Guayaquil was founded on 25 July 1538 by Spanish conqueror Francisco de Orellana in the location of a native village. He named it as Muy Noble y Muy Leal Ciudad de Santiago de Guayaquil ("Most Noble and Most Loyal City of Santiago de Guayaquil").

On 20 April 1687, Guayaquil was attacked and looted by English and French pirates under the command of George Dew (English), and Picard and Groniet (French). Of more than 260 pirates, 35 were killed and 46 were wounded; 75 defenders of the city died and more than 100 were wounded.

In 1709, English captains including Woodes Rogers
and William Dampier, along with a crew of 110, looted Guayaquil and demanded ransom. But they departed suddenly and without collecting the ransom after an epidemic of yellow fever broke out.

In colonial times Guayaquil was the chief Spanish shipyard in the Pacific, although some navigators considered that Valdivia (now in Chile) had better conditions.

Guayaquil was a stopover point in the commerce between Asia and Latin America conducted via Philippines-based Manila galleons. The trade route had links to Acapulco in present-day Mexico and terminated with a node in Callao, Peru.

In the late eighteenth century, the majority of slaves in the region were located in Guayaquil. Their lives and work were conditioned by a practice called jornal. The owners held them legally but the jornalado slaves had "considerable independence" in exchange for paying their owners a fee (the jornal) every day. Such enslaved Native Americans, such as María Chiquinquirá, would work inside urban homes. (She was a local hero because she successfully went to court in 1794 to argue for her freedom.) Other jornalado enslaved men worked alongside free workers in the shipyards.

By the turn of the nineteenth century, slaves had fought for their freedom in increasing numbers. Together they formed a social group known as the plebe.

On 9 October 1820, almost without bloodshed, a group of civilians, supported by soldiers from the "Granaderos de Reserva" battalion quartered in Guayaquil, led by the Peruvian Colonel Gregorio Escobedo, overwhelmed the resistance of the Royalist guards and arrested the Spanish authorities.

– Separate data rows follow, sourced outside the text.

impl AtomSpace {
    pub fn new() -> Self {
        Self::default()
    }

    /// Store whose truth-value writes follow `bounds`.
    pub fn with_bounds(bounds: BoundsPolicy) -> Self {
        Self {
            bounds,
            ..Self::default()
        }
    }

    pub fn bounds(&self) -> BoundsPolicy {
        self.bounds
    }

    /// Adds a node. Duplicate names are allowed and always produce a new id.
    pub fn add_node(&mut self, node_type: NodeType, name: impl Into<String>) -> NodeId {
        let id = NodeId(self.nodes.len() as u64);
        let name = name.into();
        self.name_index.entry(name.clone()).or_default().insert(id);
        tracing::debug!(target: "cogito::atomspace", %id, ?node_type, name = %name, "node added");
        self.nodes.push(Some(Node {
            id,
            node_type,
            name,
            attention: AttentionValue::default(),
            truth: TruthValue::default(),
        }));
        self.live_nodes += 1;
        id
    }

    /// Adds a link over existing nodes. Fails with `UnknownAtom` on the first missing id.
    pub fn add_link(&mut self, link_type: LinkType, outgoing: Vec<NodeId>) -> CogitoResult<LinkId> {
        if outgoing.is_empty() {
            return Err(CogitoError::EmptyOutgoing);
        }
        if let Some(missing) = outgoing.iter().find(|id| self.node(**id).is_none()) {
            return Err(CogitoError::UnknownAtom(Handle::Node(*missing)));
        }

        let id = LinkId(self.links.len() as u64);
        for target in &outgoing {
            self.incoming.entry(*target).or_default().insert(id);
        }
        tracing::debug!(target: "cogito::atomspace", %id, ?link_type, arity = outgoing.len(), "link added");
        self.links.push(Some(Link {
            id,
            link_type,
            outgoing,
            attention: AttentionValue::default(),
            truth: TruthValue::default(),
        }));
        self.live_links += 1;
        Ok(id)
    }

    /// Removes a node. A node still referenced by links is only removed when `cascade`
    /// is set, in which case the referencing links go first.
    pub fn remove_node(&mut self, id: NodeId, cascade: bool) -> CogitoResult<Node> {
        if self.node(id).is_none() {
            return Err(CogitoError::UnknownAtom(Handle::Node(id)));
        }
        let referencing: Vec<LinkId> = self
            .incoming
            .get(&id)
            .map(|set| set.iter().copied().collect())
            .unwrap_or_default();
        if !referencing.is_empty() && !cascade {
            return Err(CogitoError::AtomInUse {
                node: Handle::Node(id),
                links: referencing.len(),
            });
        }
        for link in referencing {
            self.remove_link(link)?;
        }

        let node = self.nodes[id.0 as usize]
            .take()
            .ok_or(CogitoError::UnknownAtom(Handle::Node(id)))?;
        if let Some(ids) = self.name_index.get_mut(&node.name) {
            ids.remove(&id);
            if ids.is_empty() {
                self.name_index.remove(&node.name);
            }
        }
        self.incoming.remove(&id);
        self.live_nodes -= 1;
        tracing::debug!(target: "cogito::atomspace", %id, cascade, "node removed");
        Ok(node)
    }

    /// Removes a link and its entries in the incoming index.
    pub fn remove_link(&mut self, id: LinkId) -> CogitoResult<Link> {
        let link = self
            .links
            .get_mut(id.0 as usize)
            .and_then(Option::take)
            .ok_or(CogitoError::UnknownAtom(Handle::Link(id)))?;
        for target in &link.outgoing {
            if let Some(set) = self.incoming.get_mut(target) {
                set.remove(&id);
                if set.is_empty() {
                    self.incoming.remove(target);
                }
            }
        }
        self.live_links -= 1;
        tracing::debug!(target: "cogito::atomspace", %id, "link removed");
        Ok(link)
    }

    /// Ids of all live nodes with exactly this name, ascending.
    pub fn find_by_name(&self, name: &str) -> Vec<NodeId> {
        self.name_index
            .get(name)
            .map(|ids| ids.iter().copied().collect())
            .unwrap_or_default()
    }

    /// Links whose outgoing list contains `id`, ascending. Empty for isolated nodes.
    pub fn get_incoming(&self, id: NodeId) -> CogitoResult<Vec<LinkId>> {
        if self.node(id).is_none() {
            return Err(CogitoError::UnknownAtom(Handle::Node(id)));
        }
        Ok(self
            .incoming
            .get(&id)
            .map(|ids| ids.iter().copied().collect())
            .unwrap_or_default())
    }

    /// Lazily yields atoms matching `pattern`, nodes first then links, ascending id.
    ///
    /// The scan reads the live store as it advances; call again to restart it. Clone the
    /// store first for a frozen view.
    pub fn pattern_match<'a>(&'a self, pattern: &'a Pattern) -> impl Iterator<Item = AtomRef<'a>> + 'a {
        self.nodes()
            .map(AtomRef::Node)
            .chain(self.links().map(AtomRef::Link))
            .filter(move |atom| pattern.matches(*atom))
    }

    pub fn node(&self, id: NodeId) -> Option<&Node> {
        self.nodes.get(id.0 as usize).and_then(Option::as_ref)
    }

    pub fn link(&self, id: LinkId) -> Option<&Link> {
        self.links.get(id.0 as usize).and_then(Option::as_ref)
    }

    pub fn get(&self, handle: Handle) -> Option<AtomRef<'_>> {
        match handle {
            Handle::Node(id) => self.node(id).map(AtomRef::Node),
            Handle::Link(id) => self.link(id).map(AtomRef::Link),
        }
    }

    pub fn contains(&self, handle: Handle) -> bool {
        self.get(handle).is_some()
    }

    /// Live nodes in ascending id order.
    pub fn nodes(&self) -> impl Iterator<Item = &Node> + '_ {
        self.nodes.iter().filter_map(Option::as_ref)
    }

    /// Live links in ascending id order.
    pub fn links(&self) -> impl Iterator<Item = &Link> + '_ {
        self.links.iter().filter_map(Option::as_ref)
    }

    /// Every live atom handle, nodes first.
    pub fn handles(&self) -> impl Iterator<Item = Handle> + '_ {
        self.nodes()
            .map(|n| Handle::Node(n.id))
            .chain(self.links().map(|l| Handle::Link(l.id)))
    }

    pub fn node_count(&self) -> usize {
        self.live_nodes
    }

    pub fn link_count(&self) -> usize {
        self.live_links
    }

    /// Atoms one relation away: a node's incoming links, or a link's distinct outgoing nodes.
    pub fn neighbours(&self, handle: Handle) -> CogitoResult<Vec<Handle>> {
        match handle {
            Handle::Node(id) => Ok(self
                .get_incoming(id)?
                .into_iter()
                .map(Handle::Link)
                .collect()),
            Handle::Link(id) => {
                let link = self.link(id).ok_or(CogitoError::UnknownAtom(handle))?;
                let distinct: BTreeSet<NodeId> = link.outgoing.iter().copied().collect();
                Ok(distinct.into_iter().map(Handle::Node).collect())
            }
        }
    }

    pub fn attention(&self, handle: Handle) -> CogitoResult<AttentionValue> {
        self.get(handle)
            .map(|atom| atom.attention())
            .ok_or(CogitoError::UnknownAtom(handle))
    }

    /// Mutable attention slot. Only the attention allocator writes through this.
    pub(crate) fn attention_mut(&mut self, handle: Handle) -> CogitoResult<&mut AttentionValue> {
        let slot = match handle {
            Handle::Node(id) => self
                .nodes
                .get_mut(id.0 as usize)
                .and_then(Option::as_mut)
                .map(|n| &mut n.attention),
            Handle::Link(id) => self
                .links
                .get_mut(id.0 as usize)
                .and_then(Option::as_mut)
                .map(|l| &mut l.attention),
        };
        slot.ok_or(CogitoError::UnknownAtom(handle))
    }

    /// Sets an atom's truth value, applying the store's bounds policy.
    pub fn set_truth_value(&mut self, handle: Handle, strength: f64, confidence: f64) -> CogitoResult<()> {
        if !self.contains(handle) {
            return Err(CogitoError::UnknownAtom(handle));
        }
        let tv = TruthValue::checked(strength, confidence, self.bounds)?;
        match handle {
            Handle::Node(id) => {
                if let Some(node) = self.nodes[id.0 as usize].as_mut() {
                    node.truth = tv;
                }
            }
            Handle::Link(id) => {
                if let Some(link) = self.links[id.0 as usize].as_mut() {
                    link.truth = tv;
                }
            }
        }
        Ok(())
    }

    /// Independent copy for readers that must not observe later writes.
    pub fn snapshot(&self) -> AtomSpace {
        self.clone()
    }
}

#[cfg(test)]
mod tests {
    use super::*;

    fn animals() -> (AtomSpace, NodeId, NodeId, LinkId) {
        let mut space = AtomSpace::new();
        let cat = space.add_node(NodeType::Concept, "cat");
        let animal = space.add_node(NodeType::Concept, "animal");
        let link = space
            .add_link(LinkType::Inheritance, vec![cat, animal])
            .unwrap();
        (space, cat, animal, link)
    }

    #[test]
    fn duplicate_names_get_distinct_ids() {
        let mut space = AtomSpace::new();
        let a = space.add_node(NodeType::Concept, "dog");
        let b = space.add_node(NodeType::Concept, "dog");
        assert_ne!(a, b);
        assert_eq!(space.find_by_name("dog"), vec![a, b]);
        assert!(space.find_by_name("wolf").is_empty());
    }

    #[test]
    fn new_atoms_have_default_values() {
        let (space, cat, _, link) = animals();
        let node = space.node(cat).unwrap();
        assert_eq!(node.truth, TruthValue { strength: 1.0, confidence: 1.0 });
        assert_eq!(node.attention, AttentionValue::default());
        assert_eq!(space.link(link).unwrap().truth, TruthValue::default());
    }

    #[test]
    fn add_link_with_unknown_id_leaves_store_unchanged() {
        let (mut space, cat, _, _) = animals();
        let before = (space.node_count(), space.link_count());
        let err = space
            .add_link(LinkType::Similarity, vec![cat, NodeId(99)])
            .unwrap_err();
        assert_eq!(err, CogitoError::UnknownAtom(Handle::Node(NodeId(99))));
        assert_eq!((space.node_count(), space.link_count()), before);
        assert_eq!(space.get_incoming(cat).unwrap().len(), 1);
    }

    #[test]
    fn add_link_rejects_empty_outgoing() {
        let mut space = AtomSpace::new();
        assert_eq!(
            space.add_link(LinkType::Execution, vec![]),
            Err(CogitoError::EmptyOutgoing)
        );
    }

    #[test]
    fn outgoing_order_is_preserved() {
        let (space, cat, animal, link) = animals();
        assert_eq!(space.link(link).unwrap().outgoing, vec![cat, animal]);
    }

    #[test]
    fn incoming_index_counts_repeated_targets_once() {
        let mut space = AtomSpace::new();
        let x = space.add_node(NodeType::Concept, "x");
        let link = space.add_link(LinkType::Similarity, vec![x, x]).unwrap();
        assert_eq!(space.get_incoming(x).unwrap(), vec![link]);
        assert_eq!(space.neighbours(Handle::Link(link)).unwrap(), vec![Handle::Node(x)]);
    }

    #[test]
    fn get_incoming_on_unknown_node_fails() {
        let space = AtomSpace::new();
        assert_eq!(
            space.get_incoming(NodeId(3)),
            Err(CogitoError::UnknownAtom(Handle::Node(NodeId(3))))
        );
    }

    #[test]
    fn isolated_node_has_empty_incoming() {
        let mut space = AtomSpace::new();
        let lone = space.add_node(NodeType::Predicate, "lonely");
        assert!(space.get_incoming(lone).unwrap().is_empty());
    }

    #[test]
    fn non_cascading_remove_of_referenced_node_is_rejected() {
        let (mut space, cat, _, _) = animals();
        let err = space.remove_node(cat, false).unwrap_err();
        assert!(matches!(err, CogitoError::AtomInUse { links: 1, .. }));
        assert_eq!(space.node_count(), 2);
        assert_eq!(space.link_count(), 1);
    }

    #[test]
    fn cascading_remove_drops_referencing_links() {
        let (mut space, cat, animal, link) = animals();
        let removed = space.remove_node(cat, true).unwrap();
        assert_eq!(removed.name, "cat");
        assert!(space.link(link).is_none());
        assert_eq!(space.link_count(), 0);
        assert!(space.get_incoming(animal).unwrap().is_empty());
        assert!(space.find_by_name("cat").is_empty());
    }

    #[test]
    fn remove_link_cleans_incoming_index() {
        let (mut space, cat, animal, link) = animals();
        space.remove_link(link).unwrap();
        assert!(space.get_incoming(cat).unwrap().is_empty());
        assert!(space.get_incoming(animal).unwrap().is_empty());
        assert!(space.remove_link(link).is_err());
        space.remove_node(cat, false).unwrap();
    }

    #[test]
    fn ids_are_not_reused_after_removal() {
        let mut space = AtomSpace::new();
        let a = space.add_node(NodeType::Concept, "a");
        space.remove_node(a, false).unwrap();
        let b = space.add_node(NodeType::Concept, "a");
        assert!(b > a);
    }

    #[test]
    fn pattern_match_filters_by_type_name_and_shape() {
        let (mut space, cat, animal, link) = animals();
        space.add_node(NodeType::Predicate, "cat");

        let concept_cats: Vec<Handle> = space
            .pattern_match(&Pattern::any().of_type(AtomTypeFilter::Node(NodeType::Concept)).named("cat"))
            .map(|a| a.handle())
            .collect();
        assert_eq!(concept_cats, vec![Handle::Node(cat)]);

        let shape = Pattern::any().with_outgoing(vec![None, Some(animal)]);
        let hits: Vec<Handle> = space.pattern_match(&shape).map(|a| a.handle()).collect();
        assert_eq!(hits, vec![Handle::Link(link)]);

        let wrong_arity = Pattern::any().with_outgoing(vec![None]);
        assert_eq!(space.pattern_match(&wrong_arity).count(), 0);

        assert_eq!(space.pattern_match(&Pattern::any()).count(), 4);
        let links = Pattern::any().of_type(AtomTypeFilter::AnyLink);
        assert_eq!(space.pattern_match(&links).count(), 1);
    }

    #[test]
    fn pattern_match_is_restartable_and_sees_live_store() {
        let (mut space, _, _, _) = animals();
        let concepts = Pattern::any().of_type(AtomTypeFilter::AnyNode);
        assert_eq!(space.pattern_match(&concepts).count(), 2);
        assert_eq!(space.pattern_match(&concepts).count(), 2);
        space.add_node(NodeType::Variable, "$x");
        assert_eq!(space.pattern_match(&concepts).count(), 3);
    }

    #[test]
    fn snapshot_is_isolated_from_later_writes() {
        let (mut space, _, _, _) = animals();
        let frozen = space.snapshot();
        space.add_node(NodeType::Concept, "bird");
        assert_eq!(frozen.node_count(), 2);
        assert_eq!(space.node_count(), 3);
    }

    #[test]
    fn truth_value_writes_follow_bounds_policy() {
        let (mut space, cat, _, _) = animals();
        space.set_truth_value(Handle::Node(cat), 1.4, 0.5).unwrap();
        assert_eq!(space.node(cat).unwrap().truth.strength, 1.0);

        let mut strict = AtomSpace::with_bounds(BoundsPolicy::Reject);
        let n = strict.add_node(NodeType::Concept, "n");
        assert!(strict.set_truth_value(Handle::Node(n), 0.2, -0.1).is_err());
        assert_eq!(strict.node(n).unwrap().truth, TruthValue::default());
        assert!(strict.set_truth_value(Handle::Node(NodeId(9)), 0.2, 0.2).is_err());
    }
}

Guayaquil declared independence from Spain, becoming the "Provincia Libre de Guayaquil". José Joaquín de Olmedo was named Jefe Civil of Guayaquil.

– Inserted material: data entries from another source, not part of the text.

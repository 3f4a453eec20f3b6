//! Error type shared by every subsystem of the cognitive core.
//!
//! All variants are local, recoverable conditions reported to the immediate caller.
//! A goal-generation trigger that collides with a running cycle is not an error; see
//! [`CycleOutcome::Coalesced`](crate::CycleOutcome::Coalesced).

use thiserror::Error;

use crate::atomspace::Handle;

#[derive(Error, Debug, Clone, PartialEq)]
pub enum CogitoError {
    #[error("unknown atom: {0}")]
    UnknownAtom(Handle),

    #[error("atom in use: {node} is referenced by {links} link(s)")]
    AtomInUse { node: Handle, links: usize },

    #[error("link outgoing set must not be empty")]
    EmptyOutgoing,

    #[error("value out of range: {field}={value} (allowed {min}..={max})")]
    ValueOutOfRange {
        field: &'static str,
        value: f64,
        min: f64,
        max: f64,
    },

    #[error("unknown task: #{0}")]
    UnknownTask(u64),

    #[error("unknown goal: #{0}")]
    UnknownGoal(u64),

    #[error("invalid transition for #{id}: {from} -> {to}")]
    InvalidTransition {
        id: u64,
        from: &'static str,
        to: &'static str,
    },

    #[error("parse error at offset {offset}: {message}")]
    Parse { offset: usize, message: String },

    #[error("config error: {0}")]
    Config(String),
}

impl From<config::ConfigError> for CogitoError {
    fn from(e: config::ConfigError) -> Self {
        CogitoError::Config(e.to_string())
    }
}

pub type CogitoResult<T> = Result<T, CogitoError>;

Departing from Guayaquil, General Antonio José de Sucre, sent by Simón Bolivar and supported by a division promised by José de San Martín, led the allied independence army in the Battle of Pichincha. His victory confirmed the independence of the Gran Colombia and also what would become the future Republic of Ecuador.

On 26 July 1822, generals José de San Martín and Simón Bolívar held a meeting in Guayaquil to plan how to complete achieving the independence of Perú and, with it, all of Spanish South America. In 1829, the city was invaded by the Peruvian Army, which occupied it for seven months.

In 1860, the city was the site of the Battle of Guayaquil, the last of a series of military conflicts between the forces of the Provisional Government, led by Gabriel García Moreno and General Juan José Flores, and the forces of the Supreme Chief of Guayas, General Guillermo Franco, whose government was recognized as possessing sovereignty over the Ecuadorian territory by Peruvian president Ramón Castilla. Moreno's forces were victorious, countering Peruvian influence over Ecuador.

In 1896, large portions of the city were destroyed by a fire.

On 8 July 1898, the Guayaquil City Hall Muy Ilustre Municipalidad de Guayaquil officially recognized the anthem written by José Joaquín de Olmedo in 1821, with the music composed by Ana Villamil Ycaza in 1895, as the Himno al 9 de Octubre or Canción al Nueve de Octubre, most widely known now as the Himno a Guayaquil (Guayaquil Anthem).

In 1922, workers in the city went on a general strike lasting three days, ending after at least 300 people were killed by military and police.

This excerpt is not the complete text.